Data records
use async_trait::async_trait;
use serde_json::Value;
use sqlx::postgres::PgArguments;
use sqlx::{PgPool, Row as _};

use super::{Row, Store, StoreError};
use crate::filter::{FilterOrder, PageWindow, PredicateNode, ResolvedSort, Scalar};
use crate::schema::{EntitySchema, FieldKind};

/// Rendered statement plus positional parameters (`$1`, `$2`, ...)
#[derive(Debug, Clone, PartialEq)]
pub struct SqlResult {
    pub query: String,
    pub params: Vec<Scalar>,
}

/// Renders a predicate tree into a Postgres WHERE clause. Identifiers come
/// from the validated entity table and are quoted; every value is a parameter.
pub struct SqlWriter<'a> {
    schema: &'a EntitySchema,
    params: Vec<Scalar>,
}

impl<'a> SqlWriter<'a> {
    pub fn new(schema: &'a EntitySchema) -> Self {
        Self { schema, params: Vec::new() }
    }

    pub fn count(schema: &EntitySchema, predicate: &PredicateNode) -> SqlResult {
        let mut writer = SqlWriter::new(schema);
        let where_clause = writer.predicate(predicate);
        SqlResult {
            query: format!(
                "SELECT COUNT(*) AS count FROM {} WHERE {}",
                quote_identifier(&schema.table),
                where_clause
            ),
            params: writer.params,
        }
    }

    /// Rows come back as one JSON object each so the mapper sees the same
    /// shape regardless of store.
    pub fn select(schema: &EntitySchema, predicate: &PredicateNode, sort: &ResolvedSort, window: PageWindow) -> SqlResult {
        let mut writer = SqlWriter::new(schema);
        let where_clause = writer.predicate(predicate);
        let limit = writer.param(Scalar::Integer(clamp_i64(window.limit)));
        let offset = writer.param(Scalar::Integer(clamp_i64(window.offset)));
        SqlResult {
            query: format!(
                "SELECT row_to_json(t) AS row FROM {} t WHERE {} {} LIMIT {} OFFSET {}",
                quote_identifier(&schema.table),
                where_clause,
                FilterOrder::generate(schema, sort),
                limit,
                offset
            ),
            params: writer.params,
        }
    }

    pub fn predicate(&mut self, node: &PredicateNode) -> String {
        match node {
            PredicateNode::And(children) if children.is_empty() => "TRUE".to_string(),
            PredicateNode::And(children) => {
                let parts: Vec<String> = children.iter().map(|c| self.predicate(c)).collect();
                format!("({})", parts.join(" AND "))
            }
            PredicateNode::Equals { field, value } if value.is_null() => {
                format!("{} IS NULL", quote_identifier(field))
            }
            PredicateNode::Equals { field, value } => {
                let column = self.column(field);
                let p = self.param(value.clone());
                format!("{} = {}", column, p)
            }
            PredicateNode::Contains { field, needle, case_insensitive } => {
                let column = quote_identifier(field);
                let p = self.param(Scalar::Text(format!("%{}%", escape_like(needle))));
                let op = if *case_insensitive { "ILIKE" } else { "LIKE" };
                format!("{} {} {} ESCAPE '\\'", column, op, p)
            }
            PredicateNode::Range { field, lower, upper } => {
                let column = self.column(field);
                let mut parts = Vec::new();
                if let Some(lower) = lower {
                    let p = self.param(lower.clone());
                    parts.push(format!("{} >= {}", column, p));
                }
                if let Some(upper) = upper {
                    let p = self.param(upper.clone());
                    parts.push(format!("{} <= {}", column, p));
                }
                match parts.len() {
                    0 => "TRUE".to_string(),
                    1 => parts.remove(0),
                    _ => format!("({})", parts.join(" AND ")),
                }
            }
            PredicateNode::In { values, .. } if values.is_empty() => "FALSE".to_string(),
            PredicateNode::In { field, values } => {
                let column = self.column(field);
                let placeholders: Vec<String> = values.iter().map(|v| self.param(v.clone())).collect();
                format!("{} IN ({})", column, placeholders.join(", "))
            }
        }
    }

    /// Enum columns may be Postgres enum types; compare them as text
    fn column(&self, field: &str) -> String {
        match self.schema.kind_of(field) {
            Some(FieldKind::Enum(_)) => format!("{}::text", quote_identifier(field)),
            _ => quote_identifier(field),
        }
    }

    fn param(&mut self, value: Scalar) -> String {
        self.params.push(value);
        format!("${}", self.params.len())
    }
}

pub fn quote_identifier(name: &str) -> String {
    format!("\"{}\"", name.replace('"', "\"\""))
}

fn escape_like(needle: &str) -> String {
    let mut out = String::with_capacity(needle.len());
    for c in needle.chars() {
        if matches!(c, '%' | '_' | '\\') {
            out.push('\\');
        }
        out.push(c);
    }
    out
}

fn clamp_i64(value: u64) -> i64 {
    i64::try_from(value).unwrap_or(i64::MAX)
}

fn bind_scalar<'q>(
    q: sqlx::query::Query<'q, sqlx::Postgres, PgArguments>,
    value: &Scalar,
) -> sqlx::query::Query<'q, sqlx::Postgres, PgArguments> {
    match value {
        Scalar::Null => q.bind(Option::<String>::None),
        Scalar::Text(s) => q.bind(s.clone()),
        Scalar::Integer(i) => q.bind(*i),
        Scalar::Float(f) => q.bind(*f),
        Scalar::Bool(b) => q.bind(*b),
        Scalar::Uuid(u) => q.bind(*u),
        Scalar::Timestamp(ts) => q.bind(*ts),
    }
}

/// `Store` backed by a Postgres pool
#[derive(Clone)]
pub struct PgStore {
    pool: PgPool,
}

impl PgStore {
    pub fn new(pool: PgPool) -> Self {
        Self { pool }
    }
}

#[async_trait]
impl Store for PgStore {
    fn name(&self) -> &'static str {
        "postgres"
    }

    async fn count(&self, schema: &EntitySchema, predicate: &PredicateNode) -> Result<u64, StoreError> {
        let sql = SqlWriter::count(schema, predicate);
        let mut q = sqlx::query(&sql.query);
        for p in &sql.params {
            q = bind_scalar(q, p);
        }
        let row = q.fetch_one(&self.pool).await?;
        let count: i64 = row.try_get("count")?;
        Ok(count.max(0) as u64)
    }

    async fn fetch(
        &self,
        schema: &EntitySchema,
        predicate: &PredicateNode,
        sort: &ResolvedSort,
        window: PageWindow,
    ) -> Result<Vec<Row>, StoreError> {
        let sql = SqlWriter::select(schema, predicate, sort, window);
        let mut q = sqlx::query(&sql.query);
        for p in &sql.params {
            q = bind_scalar(q, p);
        }
        let rows = q.fetch_all(&self.pool).await?;

        rows.into_iter()
            .map(|row| {
                let value: Value = row.try_get("row")?;
                match value {
                    Value::Object(map) => Ok(map),
                    other => Err(StoreError::Decode(format!("expected a JSON object, got {}", other))),
                }
            })
            .collect()
    }

    async fn health_check(&self) -> Result<(), StoreError> {
        sqlx::query("SELECT 1").execute(&self.pool).await?;
        Ok(())
    }
}

#[cfg(test)]
mod tests {
    use super::*;
    use crate::filter::{FilterOrder, SortRequest};
    use crate::schema::{CaseRule, FieldDef};
    use uuid::Uuid;

    fn schema() -> EntitySchema {
        EntitySchema::builder("job_postings")
            .field(FieldDef::id("id"))
            .field(FieldDef::id("tenant_id"))
            .field(FieldDef::text("title", CaseRule::Insensitive).sortable())
            .field(FieldDef::enumeration("state", &["draft", "open", "closed"]))
            .field(FieldDef::integer("salary_min"))
            .field(FieldDef::timestamp("created_at").sortable())
            .tenant_scope("tenant_id")
            .build()
            .unwrap()
    }

    #[test]
    fn renders_count_with_parameters() {
        let tenant = Uuid::new_v4();
        let node = PredicateNode::And(vec![
            PredicateNode::equals("tenant_id", Scalar::Uuid(tenant)),
            PredicateNode::equals("deleted_at", Scalar::Null),
            PredicateNode::Contains { field: "title".into(), needle: "50%_off".into(), case_insensitive: true },
            PredicateNode::In {
                field: "state".into(),
                values: vec![Scalar::Text("open".into()), Scalar::Text("draft".into())],
            },
            PredicateNode::Range { field: "salary_min".into(), lower: Some(Scalar::Integer(10)), upper: None },
        ]);
        let sql = SqlWriter::count(&schema(), &node);
        assert_eq!(
            sql.query,
            "SELECT COUNT(*) AS count FROM \"job_postings\" WHERE (\"tenant_id\" = $1 AND \"deleted_at\" IS NULL \
             AND \"title\" ILIKE $2 ESCAPE '\\' AND \"state\"::text IN ($3, $4) AND \"salary_min\" >= $5)"
        );
        assert_eq!(sql.params[0], Scalar::Uuid(tenant));
        assert_eq!(sql.params[1], Scalar::Text("%50\\%\\_off%".into()));
        assert_eq!(sql.params.len(), 5);
    }

    #[test]
    fn renders_select_with_order_and_window() {
        let sort = FilterOrder::resolve(
            &schema(),
            Some(&SortRequest { field: "title".into(), direction: Some("asc".into()) }),
        );
        let window = PageWindow { page: 3, limit: 10, offset: 20 };
        let sql = SqlWriter::select(&schema(), &PredicateNode::And(vec![]), &sort, window);
        assert_eq!(
            sql.query,
            "SELECT row_to_json(t) AS row FROM \"job_postings\" t WHERE TRUE \
             ORDER BY \"title\" ASC NULLS LAST, \"created_at\" ASC NULLS LAST, \"id\" ASC NULLS LAST \
             LIMIT $1 OFFSET $2"
        );
        assert_eq!(sql.params, vec![Scalar::Integer(10), Scalar::Integer(20)]);
    }

    #[test]
    fn empty_set_matches_nothing() {
        let schema = schema();
        let mut writer = SqlWriter::new(&schema);
        let node = PredicateNode::In { field: "state".into(), values: vec![] };
        assert_eq!(writer.predicate(&node), "FALSE");
        assert!(writer.params.is_empty());
    }

    #[test]
    fn bounded_range_uses_both_operators() {
        let schema = schema();
        let mut writer = SqlWriter::new(&schema);
        let node = PredicateNode::Range {
            field: "salary_min".into(),
            lower: Some(Scalar::Integer(1)),
            upper: Some(Scalar::Integer(9)),
        };
        assert_eq!(writer.predicate(&node), "(\"salary_min\" >= $1 AND \"salary_min\" <= $2)");
    }

    #[test]
    fn quotes_identifiers() {
        assert_eq!(quote_identifier("tags"), "\"tags\"");
        assert_eq!(quote_identifier("we\"ird"), "\"we\"\"ird\"");
    }

    #[test]
    fn huge_offsets_are_clamped() {
        assert_eq!(clamp_i64(u64::MAX), i64::MAX);
        assert_eq!(clamp_i64(40), 40);
    }
}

**EXERCISE DIRECTIONS**
Please print the records above exactly from their first line. End with the line containing "is a parameter.", and include it.

**ANSWER**
use async_trait::async_trait;
use serde_json::Value;
use sqlx::postgres::PgArguments;
use sqlx::{PgPool, Row as _};

use super::{Row, Store, StoreError};
use crate::filter::{FilterOrder, PageWindow, PredicateNode, ResolvedSort, Scalar};
use crate::schema::{EntitySchema, FieldKind};

/// Rendered statement plus positional parameters (`$1`, `$2`, ...)
#[derive(Debug, Clone, PartialEq)]
pub struct SqlResult {
    pub query: String,
    pub params: Vec<Scalar>,
}

/// Renders a predicate tree into a Postgres WHERE clause. Identifiers come
/// from the validated entity table and are quoted; every value is a parameter.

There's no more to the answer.